Of course we have the now-obligatory slamming down of the microphone and wandering into the audience bit, and ending the show with a song is unfortunately looking to be a regular occurance as well.

And spending the last third of the show sat muttering probably works better in a smaller venue with better acoustics, and a PA system less prone to feeding back.

Anyway, it was a pleasure to see Simon Munnery in an all-too-brief support slot. (Smart new material would have been nice to go with his smart new image, but I guess you can't have everything).

Incidentally, "modest to the point of being annoying" is probably the best way to describe him, if ever you attempt conversation. Greeting complimentary remarks with a gallic shrug tends to irk even the most forbearing of souls, and I had to resist the urge to respond "Well, fuck off then" in a sulky spurned-fanboy manner.

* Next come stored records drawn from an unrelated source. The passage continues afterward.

//! Property-based tests for the backends, router and envelope contract.

use optiroute::anneal::{AnnealConfig, AnnealProblem, AnnealRunner, AnnealingBackend};
use optiroute::backend::Backend;
use optiroute::envelope::{OptimizationRequest, ResultEnvelope, Status};
use optiroute::rng::create_rng;
use optiroute::router::{BackendRouter, Tool};
use optiroute::service::{OptimizationService, ServiceConfig};
use proptest::prelude::*;
use serde_json::json;
use std::f64::consts::TAU;

proptest! {
    #![proptest_config(ProptestConfig::with_cases(64))]

    #[test]
    fn test_annealing_parameter_length_and_range(
        nodes in 1i64..200,
        density in 0.0f64..=1.0,
        seed in any::<u64>()
    ) {
        let backend = AnnealingBackend::default();
        let req = OptimizationRequest::new("generic", json!({"nodes": nodes, "density": density}));
        let env = backend.optimize(&req, &mut create_rng(seed));

        prop_assert_eq!(env.status, Status::Success);
        prop_assert_eq!(env.optimal_parameters.len(), nodes as usize);
        for p in &env.optimal_parameters {
            prop_assert!((0.0..TAU).contains(p), "angle {} out of range", p);
        }
        let c = env.confidence.unwrap();
        prop_assert!((0.95..=0.99).contains(&c), "confidence {}", c);
    }

    #[test]
    fn test_annealing_energy_is_minimum(
        nodes in 1i64..50,
        density in 0.0f64..=1.0,
        iterations in 1usize..300,
        seed in any::<u64>()
    ) {
        let config = AnnealConfig::default()
            .with_iterations(iterations)
            .with_seed(seed)
            .with_record_trials(true);
        let result = AnnealRunner::run(&AnnealProblem::new(nodes, density), &config).unwrap();

        prop_assert_eq!(result.trial_energies.len(), iterations);
        for &e in &result.trial_energies {
            prop_assert!(result.best_energy <= e);
        }
        prop_assert!(result.best_energy.is_finite());
    }

    #[test]
    fn test_successful_envelopes_survive_roundtrip(
        nodes in 1i64..64,
        seed in any::<u64>()
    ) {
        let service = OptimizationService::new(ServiceConfig::default().with_seed(seed)).unwrap();
        let env = service.run("maxcut", json!({"nodes": nodes}));
        prop_assert!(env.is_success());

        let line = env.to_json_line().unwrap();
        let back: ResultEnvelope = serde_json::from_str(&line).unwrap();
        prop_assert!(back.check_invariants().is_ok());
        prop_assert_eq!(back.optimal_parameters.len(), env.optimal_parameters.len());
        for (a, b) in back.optimal_parameters.iter().zip(&env.optimal_parameters) {
            prop_assert!((a - b).abs() < 1e-12);
        }
        prop_assert!((back.energy.unwrap() - env.energy.unwrap()).abs() < 1e-12);
        prop_assert_eq!(back.backend_used, env.backend_used);
    }

    #[test]
    fn test_router_never_panics_and_scores_are_known(intent in ".{0,80}") {
        let d = BackendRouter::default().classify(&intent);
        let base = [0.95, 0.98, 0.90, 0.5];
        let bonus = if intent.chars().count() > 20 { 0.01 } else { 0.0 };
        prop_assert!(
            base.iter().any(|b| (b + bonus - d.confidence).abs() < 1e-9),
            "unexpected confidence {}", d.confidence
        );
        prop_assert!(d.known_tool().is_some());
    }

    #[test]
    fn test_research_keyword_always_wins(prefix in "[a-z ]{0,10}", suffix in "[a-z ]{0,10}") {
        let intent = format!("{prefix}research{suffix} quantum encrypt");
        let d = BackendRouter::default().classify(&intent);
        prop_assert!(d.routes_to(Tool::DeepResearch));
    }

    #[test]
    fn test_service_never_panics_on_arbitrary_text(input in ".{0,64}") {
        let service = OptimizationService::default();
        let env = service.run_json(Some(&input));
        if env.status == Status::Error || !env.optimal_parameters.is_empty() {
            prop_assert!(env.check_invariants().is_ok(), "{:?}", env);
        }
    }
}

#[cfg(feature = "variational")]
mod variational {
    use super::*;
    use optiroute::variational::VariationalBackend;

    proptest! {
        #![proptest_config(ProptestConfig::with_cases(64))]

        #[test]
        fn test_variational_energy_bounded(
            x in -10.0f64..10.0,
            y in -10.0f64..10.0,
            seed in any::<u64>()
        ) {
            let backend = VariationalBackend::default();
            let req = OptimizationRequest::new("qnn", json!({"x": x, "y": y}));
            let env = backend.optimize(&req, &mut create_rng(seed));

            prop_assert_eq!(env.status, Status::Success);
            prop_assert_eq!(env.optimal_parameters.len(), 2);
            let e = env.energy.unwrap();
            prop_assert!(e.is_finite() && (-1.0 - 1e-9..=1.0 + 1e-9).contains(&e));
            let c = env.confidence.unwrap();
            prop_assert!((c - (0.85 + e.abs() * 0.1)).abs() < 1e-12);
        }
    }
}
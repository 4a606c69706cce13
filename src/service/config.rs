//! Service configuration.

use crate::anneal::AnnealConfig;
use crate::backend::BackendId;
use crate::variational::VariationalConfig;

/// Configuration for [`OptimizationService`](super::OptimizationService).
///
/// # Examples
///
/// ```
/// use optiroute::backend::BackendId;
/// use optiroute::service::ServiceConfig;
///
/// let config = ServiceConfig::default()
///     .with_default_backend(BackendId::Annealing)
///     .with_seed(7);
/// assert!(config.validate().is_ok());
/// ```
#[derive(Debug, Clone)]
pub struct ServiceConfig {
    pub anneal: AnnealConfig,
    pub variational: VariationalConfig,

    /// Backend used when neither `backend` nor `problem_type` picks one.
    pub default_backend: BackendId,

    /// When set, every call draws from a fresh RNG seeded with this value,
    /// so identical requests produce identical envelopes.
    pub seed: Option<u64>,
}

impl Default for ServiceConfig {
    fn default() -> Self {
        Self {
            anneal: AnnealConfig::default(),
            variational: VariationalConfig::default(),
            default_backend: BackendId::Annealing,
            seed: None,
        }
    }
}

impl ServiceConfig {
    pub fn with_anneal(mut self, anneal: AnnealConfig) -> Self {
        self.anneal = anneal;
        self
    }

    pub fn with_variational(mut self, variational: VariationalConfig) -> Self {
        self.variational = variational;
        self
    }

    pub fn with_default_backend(mut self, id: BackendId) -> Self {
        self.default_backend = id;
        self
    }

    pub fn with_seed(mut self, seed: u64) -> Self {
        self.seed = Some(seed);
        self
    }

    /// Validates this and every nested configuration.
    pub fn validate(&self) -> Result<(), String> {
        self.anneal
            .validate()
            .map_err(|e| format!("anneal: {e}"))?;
        self.variational
            .validate()
            .map_err(|e| format!("variational: {e}"))?;
        Ok(())
    }
}
// src/bin/optiroute.rs
//
// Process-style entry point: one JSON request in, one JSON line out.
// Logs go to stderr so stdout carries only the response.

use anyhow::Result;
use clap::Parser;
use optiroute::anneal::AnnealConfig;
use optiroute::backend::BackendId;
use optiroute::envelope::ResultEnvelope;
use optiroute::service::{OptimizationService, ServiceConfig, NO_INPUT};
use std::io::{self, Read, Write};
use std::process::ExitCode;
use tracing_subscriber::EnvFilter;

#[derive(Parser, Debug)]
#[command(
    name = "optiroute",
    version,
    about = "Run one optimization request and print the result envelope as JSON"
)]
struct Args {
    /// Request JSON, e.g. '{"problem_type":"maxcut","parameters":{"nodes":8}}'. Use "-" for stdin.
    input: Option<String>,

    /// Classify an intent instead of optimizing, and print the routing decision.
    #[arg(long, value_name = "INTENT")]
    classify: Option<String>,

    /// Seed every run for reproducible output.
    #[arg(long, env = "OPTIROUTE_SEED")]
    seed: Option<u64>,

    /// Annealing iterations.
    #[arg(long, env = "OPTIROUTE_ITERATIONS", default_value_t = 100)]
    iterations: usize,

    /// Backend used when the request does not pick one.
    #[arg(long, env = "OPTIROUTE_BACKEND", default_value = "annealing")]
    backend: String,

    /// Log filter when RUST_LOG is unset.
    #[arg(long, env = "OPTIROUTE_LOG", default_value = "warn")]
    log_level: String,
}

fn init_tracing(level: &str) {
    let filter = EnvFilter::try_from_default_env().unwrap_or_else(|_| EnvFilter::new(level));
    // A second init (e.g. in tests) is harmless.
    let _ = tracing_subscriber::fmt()
        .with_env_filter(filter)
        .with_writer(io::stderr)
        .try_init();
}

fn build_service(args: &Args) -> optiroute::Result<OptimizationService> {
    let mut config = ServiceConfig::default()
        .with_anneal(AnnealConfig::default().with_iterations(args.iterations))
        .with_default_backend(args.backend.parse::<BackendId>()?);
    if let Some(seed) = args.seed {
        config = config.with_seed(seed);
    }
    OptimizationService::new(config)
}

fn read_input(arg: &str) -> io::Result<String> {
    if arg == "-" {
        let mut buf = String::new();
        io::stdin().read_to_string(&mut buf)?;
        Ok(buf)
    } else {
        Ok(arg.to_string())
    }
}

fn emit(line: &str) -> Result<()> {
    let mut out = io::stdout().lock();
    writeln!(out, "{line}")?;
    out.flush()?;
    Ok(())
}

fn emit_envelope(envelope: &ResultEnvelope) -> Result<()> {
    match envelope.to_json_line() {
        Ok(line) => emit(&line),
        Err(e) => emit(&serde_json::json!({"status": "error", "message": e.to_string()}).to_string()),
    }
}

fn main() -> Result<ExitCode> {
    let args = Args::parse();
    init_tracing(&args.log_level);

    let service = match build_service(&args) {
        Ok(service) => service,
        Err(e) => {
            emit_envelope(&ResultEnvelope::from_error(&e))?;
            return Ok(ExitCode::SUCCESS);
        }
    };

    if let Some(intent) = &args.classify {
        let decision = service.classify(intent);
        emit(&serde_json::to_string(&decision)?)?;
        return Ok(ExitCode::SUCCESS);
    }

    let Some(input) = args.input.as_deref() else {
        emit(&serde_json::json!({ "error": NO_INPUT }).to_string())?;
        return Ok(ExitCode::FAILURE);
    };

    let envelope = match read_input(input) {
        Ok(text) => service.run_json(Some(&text)),
        Err(e) => ResultEnvelope::error(format!("failed to read stdin: {e}")),
    };
    emit_envelope(&envelope)?;
    Ok(ExitCode::SUCCESS)
}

Which is probably just what he wanted me to say.

The bastard.

MONDAY 7th MARCH

Who chooses the pictures that line the corridors of hotels? Who takes the time to look at them?

Today, I had the time.

Cold and sunny today, and a perfect day to quickly discharge my business, and then get down to some serious wandering around, stopping, staring and drinking. (Pretty much in that order, but I'm not fussy).

Sitting on Jesus Green, watching a youngster propelling her older family members along in a punt. Not making a very good job of it, but having a happy time failing.

Maybe that will encourage her to fail better next time, to paraphrase Beckett.

Enjoying myself enormously having not much to do, and a pleasant town to not do it in. Again, finding myself feeling old and shamefully lecherous, caused by the high proportion of attractive young people reminding me that I wasted too many of my own University days attempting to carnally attain the unattainable.

A downside of getting old is the ability to remember what it was like to feel younger, and realising that unless you keep off the booze and fags and really work damn hard to get yourself back in shape, there's no way you are ever going to feel anything remotely similar again...

TUESDAY 8th MARCH

Spend the majority of the return journey reading. Quite unusual for me, as I am usually entranced by what's on the other side of the glass.

I will soon be getting off the bus at Pocklington again, as comfortable in the country as I am in town. Sometimes so entangled by family roots, sometimes so utterly homeless.

It's good to be back... Inside my head.